Barbara Stanwyck is the consummate femme fatale in The Strange Love of Martha Ivers (1946). She plays another femme fatale in The File on Thelma Jordon, but this time, she tries to turn herself around. Unfortunately for Thelma Jordon and the man she has ensnared, Cleve Marshall, it’s a little bit too late for both of them.
Click here for my article about The Strange Love of Martha Ivers.
The File on Thelma Jordon starts with Cleve Marshall driving down a street to the front of an office building at night and walking into Miles Scott’s office. Miles Scott is the chief investigator for the district attorney’s office; Cleve Marshall is an assistant district attorney; Melvyn Pierce, district attorney, is their boss. Miles Scott is talking on the phone with Pamela Marshall, Cleve’s wife. She is worried about Cleve and also angry with him for not showing up for their anniversary party. Cleve complains to Miles about his father-in-law always coming first in his wife’s affections and starts drinking across the desk in Miles’s office. Meanwhile Miles tries to placate Pamela, Cleve’s wife. Viewers can see from the start why Cleve Marshall would start an affair, which is what he does soon after this setup.
Miles leaves his office on a work assignment, and Cleve is left on his own to continue drinking. Thelma Jordon arrives because she had an appointment with Miles. She mistakes Cleve for Miles and starts talking about an attempted burglary at her aunt’s home.
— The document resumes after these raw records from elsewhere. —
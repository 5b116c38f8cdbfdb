use std::convert::Infallible;

use axum::{
    Router,
    extract::{Path, Query, State},
    response::sse::{Event, Sse},
    routing::get,
};
use axum_valid::Valid;
use futures::Stream;

use crate::{
    dto::visit::{PinPath, SseVisitorQuery},
    error::AppError,
    services::sse_service,
    state::SharedState,
};

#[utoipa::path(
    get,
    path = "/sse/moderate",
    tag = "sse",
    params(SseVisitorQuery),
    responses(
        (status = 200, description = "Moderator dashboard stream", content_type = "text/event-stream", body = String),
        (status = 401, description = "Unknown visitor")
    )
)]
/// Push the moderator dashboard on connect, on new responses and on auto-refresh ticks.
pub async fn moderate_stream(
    State(state): State<SharedState>,
    Query(query): Query<SseVisitorQuery>,
) -> Result<Sse<impl Stream<Item = Result<Event, Infallible>>>, AppError> {
    Ok(sse_service::moderate_stream(state, query.visitor)?)
}

#[utoipa::path(
    get,
    path = "/sse/sessions/{pin}",
    tag = "sse",
    params(PinPath),
    responses(
        (status = 200, description = "Participant view stream", content_type = "text/event-stream", body = String),
        (status = 404, description = "Unknown PIN")
    )
)]
/// Push the participant view of a session whenever it receives a response.
pub async fn participant_stream(
    State(state): State<SharedState>,
    Valid(Path(path)): Valid<Path<PinPath>>,
) -> Result<Sse<impl Stream<Item = Result<Event, Infallible>>>, AppError> {
    Ok(sse_service::participant_stream(state, path.pin).await?)
}

/// Configure the SSE endpoints.
pub fn router() -> Router<SharedState> {
    Router::<SharedState>::new()
        .route("/sse/moderate", get(moderate_stream))
        .route("/sse/sessions/{pin}", get(participant_stream))
}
Cleve doesn’t correct her right away. When he does, he also tries to convince Thelma to go out for a drink with him. Thelma Jordon may have a plan for Cleve, and she does go out for a drink with him, but they don’t start their affair on this first date—not yet. Viewers can assume that Thelma is playing hard to get, but she is really getting all the details right before she plunges ahead with her scheme.
The File on Thelma Jordon is available online for free. Click here to see it at the Internet Archive.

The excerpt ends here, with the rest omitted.